2. Prove the disturbance as stated in the indictment. Where, in a contest for the situation of a clerk to a meeting-house, one clerk pulled the other from the desk, it was held to be a disturbance within the statute, R. v. Hube, ubi supra, although the statute was certainly intended principally to apply to persons who with violence oppose a form of worship inconsistent with their own ideas and tenets.

CHAPTER III.

OFFENCES AGAINST PUBLIC JUSTICE.

SECT. 1. Escape, p. 1028.

2. Breach of Prison, p. 1036.

3. Rescue, p. 1038.

4. Being at Large during a Sentence of Penal Servitude, p. 1040.
5. Perjury, Subornation and Attempted Subornation of Perjury,
Fabrication of Evidence, and False Oaths and Declarations,
p. 1043.

6. Administering, etc., Voluntary Oaths, etc., p. 1076.

7. Embracery, p. 1077.

8. Interference with Witnesses, p. 1078.

9. Barratry, Champerty, and Maintenance, p. 1079.

10. Bribery of Public Officials, p. 1080.

11. Extortion by Public Officials, p. 1083.

12. Misconduct of Officers of Justice, p. 1085.

13. Disobeying the Orders of Justices, p. 1087.

14. Compounding Offences, p. 1088.

15. Libels reflecting on the Administration of Justice, and Contempt of Court, p. 1094.

SECT. 1.

ESCAPE.

Common Law.

"Escape" proper is where a person having a prisoner lawfully in his custody voluntarily or negligently suffers him to go at large. 1 Hale, 570; Steph.
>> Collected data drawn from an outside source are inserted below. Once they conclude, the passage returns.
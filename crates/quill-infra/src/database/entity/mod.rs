//! SeaORM entities for the Postgres backend.

pub mod post;
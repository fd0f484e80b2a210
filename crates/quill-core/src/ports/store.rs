use async_trait::async_trait;

use crate::domain::{Post, PostDraft};
use crate::error::RepoError;

/// The CRUD contract every post backend implements.
///
/// Validation happens in the caller before any of these are invoked; the
/// store assumes drafts are well-formed.
#[async_trait]
pub trait PostStore: Send + Sync {
    /// Allocate the next identity and append a new post. Identities start at
    /// 1, increase by 1 per call and are never reused after a delete.
    async fn create(&self, draft: PostDraft) -> Result<Post, RepoError>;

    /// Look up a post by id. `Ok(None)` means the id has no post.
    async fn find_by_id(&self, id: i64) -> Result<Option<Post>, RepoError>;

    /// All posts ordered by id ascending. With a term, only posts whose
    /// title, content or category contains it as a case-insensitive
    /// substring.
    async fn find_all(&self, term: Option<&str>) -> Result<Vec<Post>, RepoError>;

    /// Replace the mutable fields of the post with the given id and refresh
    /// its `updated_at`. `RepoError::NotFound` when the id is absent.
    async fn update(&self, id: i64, draft: PostDraft) -> Result<Post, RepoError>;

    /// Remove the post with the given id. `RepoError::NotFound` when the id
    /// is absent - a repeated delete reports NotFound, not silent success.
    async fn delete(&self, id: i64) -> Result<(), RepoError>;
}
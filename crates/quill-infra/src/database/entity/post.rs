//! Post entity for SeaORM.

use sea_orm::entity::prelude::*;

#[derive(Clone, Debug, PartialEq, Eq, DeriveEntityModel)]
#[sea_orm(table_name = "posts")]
pub struct Model {
    #[sea_orm(primary_key)]
    pub id: i64,
    pub title: String,
    #[sea_orm(column_type = "Text")]
    pub content: String,
    #[sea_orm(column_type = "Text")]
    pub category: String,
    pub tags: Vec<String>,
    pub created_at: DateTimeWithTimeZone,
    pub updated_at: DateTimeWithTimeZone,
}

#[derive(Copy, Clone, Debug, EnumIter, DeriveRelation)]
pub enum Relation {}

impl ActiveModelBehavior for ActiveModel {}

/// Conversion from SeaORM Model to the domain Post.
impl From<Model> for quill_core::domain::Post {
    fn from(model: Model) -> Self {
        Self {
            id: model.id,
            title: model.title,
            content: model.content,
            category: model.category,
            tags: model.tags,
            created_at: model.created_at.into(),
            updated_at: model.updated_at.into(),
        }
    }
}
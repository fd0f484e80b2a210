//! Server-rendered pages.

use actix_web::HttpResponse;

/// Landing page markup, compiled into the binary.
const INDEX_HTML: &str = include_str!("../../templates/index.html");

/// GET / - the landing page.
pub async fn index() -> HttpResponse {
    HttpResponse::Ok()
        .content_type("text/html; charset=utf-8")
        .body(INDEX_HTML)
}
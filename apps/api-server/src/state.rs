//! Application state - shared across all handlers.

use std::sync::Arc;

use quill_core::ports::PostStore;
use quill_infra::InMemoryPostStore;

use crate::config::AppConfig;

/// Shared application state.
#[derive(Clone)]
pub struct AppState {
    pub posts: Arc<dyn PostStore>,
}

impl AppState {
    /// State backed by the in-memory store.
    pub fn in_memory() -> Self {
        Self {
            posts: Arc::new(InMemoryPostStore::new()),
        }
    }

    /// Build the application state with the appropriate store backend.
    ///
    /// Postgres when configured and reachable; otherwise the in-memory
    /// store, so the service stays up even without a database.
    pub async fn new(config: &AppConfig) -> Self {
        #[cfg(feature = "postgres")]
        if let Some(settings) = &config.database {
            let db_config = quill_infra::database::DatabaseConfig {
                url: settings.url.clone(),
                max_connections: settings.max_connections,
                min_connections: settings.min_connections,
            };

            return match quill_infra::database::connect(&db_config).await {
                Ok(conn) => {
                    tracing::info!("Using the Postgres post store");
                    Self {
                        posts: Arc::new(quill_infra::PostgresPostStore::new(conn)),
                    }
                }
                Err(e) => {
                    tracing::error!(
                        "Failed to connect to database: {}. Using in-memory store.",
                        e
                    );
                    Self::in_memory()
                }
            };
        }

        #[cfg(not(feature = "postgres"))]
        if config.database.is_some() {
            tracing::warn!("Built without postgres support - database settings ignored");
        }

        tracing::warn!("No database configured. Posts live in process memory only.");
        Self::in_memory()
    }
}
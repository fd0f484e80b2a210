//! Postgres backend - connection management and the SeaORM post store.

mod connections;
pub mod entity;
mod postgres_store;

pub use connections::{DatabaseConfig, connect};
pub use postgres_store::PostgresPostStore;

#[cfg(test)]
mod tests;
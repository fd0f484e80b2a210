//! Data Transfer Objects - request types for the API.

use serde::{Deserialize, Serialize};

/// Body of `POST /posts` and `PUT /posts/{id}`.
///
/// `category` and `tags` are optional on the wire and default to empty;
/// `title` and `content` are validated non-empty by the handler.
#[derive(Debug, Clone, Serialize, Deserialize)]
pub struct PostPayload {
    pub title: String,
    pub content: String,
    #[serde(default)]
    pub category: String,
    #[serde(default)]
    pub tags: Vec<String>,
}

#[cfg(test)]
mod tests {
    use super::*;

    #[test]
    fn optional_fields_default_to_empty() {
        let payload: PostPayload =
            serde_json::from_str(r#"{"title":"Hello","content":"World"}"#).unwrap();
        assert_eq!(payload.title, "Hello");
        assert!(payload.category.is_empty());
        assert!(payload.tags.is_empty());
    }
}
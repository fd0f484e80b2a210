use chrono::{DateTime, Utc};
use serde::{Deserialize, Serialize};

use crate::error::DomainError;

/// Post entity - a single blog article.
///
/// `id` and `created_at` are fixed at construction; every other field is
/// replaced wholesale by [`Post::apply`].
#[derive(Debug, Clone, PartialEq, Serialize, Deserialize)]
#[serde(rename_all = "camelCase")]
pub struct Post {
    pub id: i64,
    pub title: String,
    pub content: String,
    pub category: String,
    pub tags: Vec<String>,
    pub created_at: DateTime<Utc>,
    pub updated_at: DateTime<Utc>,
}

impl Post {
    /// Create a new post with a store-assigned id.
    ///
    /// Both timestamps come from a single clock read, so a fresh post always
    /// satisfies `created_at == updated_at`.
    pub fn new(id: i64, draft: PostDraft) -> Self {
        let now = Utc::now();
        Self {
            id,
            title: draft.title,
            content: draft.content,
            category: draft.category,
            tags: draft.tags,
            created_at: now,
            updated_at: now,
        }
    }

    /// Replace the mutable fields and refresh `updated_at`.
    ///
    /// `id` and `created_at` are never touched.
    pub fn apply(&mut self, draft: PostDraft) {
        self.title = draft.title;
        self.content = draft.content;
        self.category = draft.category;
        self.tags = draft.tags;
        self.updated_at = Utc::now();
    }
}

/// The user-supplied fields of a post, before the store assigns identity.
#[derive(Debug, Clone, Default)]
pub struct PostDraft {
    pub title: String,
    pub content: String,
    pub category: String,
    pub tags: Vec<String>,
}

impl PostDraft {
    /// A stored post never has an empty title or content.
    pub fn validate(&self) -> Result<(), DomainError> {
        if self.title.is_empty() || self.content.is_empty() {
            return Err(DomainError::Validation(
                "title and content cannot be empty".to_string(),
            ));
        }
        Ok(())
    }
}

#[cfg(test)]
mod tests {
    use super::*;

    fn draft(title: &str, content: &str) -> PostDraft {
        PostDraft {
            title: title.to_string(),
            content: content.to_string(),
            category: "general".to_string(),
            tags: vec!["a".to_string(), "b".to_string()],
        }
    }

    #[test]
    fn new_post_stamps_equal_timestamps() {
        let post = Post::new(1, draft("Hello", "World"));
        assert_eq!(post.id, 1);
        assert_eq!(post.created_at, post.updated_at);
    }

    #[test]
    fn apply_replaces_fields_and_preserves_identity() {
        let mut post = Post::new(7, draft("Hello", "World"));
        let created = post.created_at;
        let before = post.updated_at;

        post.apply(PostDraft {
            title: "Hi".to_string(),
            content: "There".to_string(),
            category: String::new(),
            tags: vec![],
        });

        assert_eq!(post.id, 7);
        assert_eq!(post.created_at, created);
        assert_eq!(post.title, "Hi");
        assert_eq!(post.content, "There");
        assert!(post.category.is_empty());
        assert!(post.tags.is_empty());
        assert!(post.updated_at > before);
    }

    #[test]
    fn draft_validation_rejects_empty_required_fields() {
        assert!(draft("Hello", "World").validate().is_ok());
        assert!(draft("", "World").validate().is_err());
        assert!(draft("Hello", "").validate().is_err());
    }

    #[test]
    fn wire_format_uses_camel_case_and_rfc3339() {
        let post = Post::new(1, draft("Hello", "World"));
        let json = serde_json::to_value(&post).unwrap();

        assert!(json.get("createdAt").is_some());
        assert!(json.get("updatedAt").is_some());
        assert_eq!(json["tags"], serde_json::json!(["a", "b"]));

        // Server-assigned fields aside, a round trip preserves user input.
        let back: Post = serde_json::from_value(json).unwrap();
        assert_eq!(back, post);
    }
}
Dig. Cr. Law (6th ed.), 115. The custodian is said to be guilty of treason who voluntarily suffers the escape of a man in custody for treason; 1 Hale, 234; Steph. Dig. Cr. Law (6th ed.), 115; and to be liable as an accessory after the fact to the prisoner's crime if it be felony; 1 Hale, 235; and to be guilty of a misdemeanor if the prisoner was in custody for misdemeanor: Steph. Dig. Cr. Law (6th ed.), 115. A custodian who "negligently " allows his prisoner to escape from lawful custody is guilty of a misdemeanor. 1 Hale, 600; Steph. Dig. Cr. Law (6th ed.), 115; and see indictment, post, p. 1032.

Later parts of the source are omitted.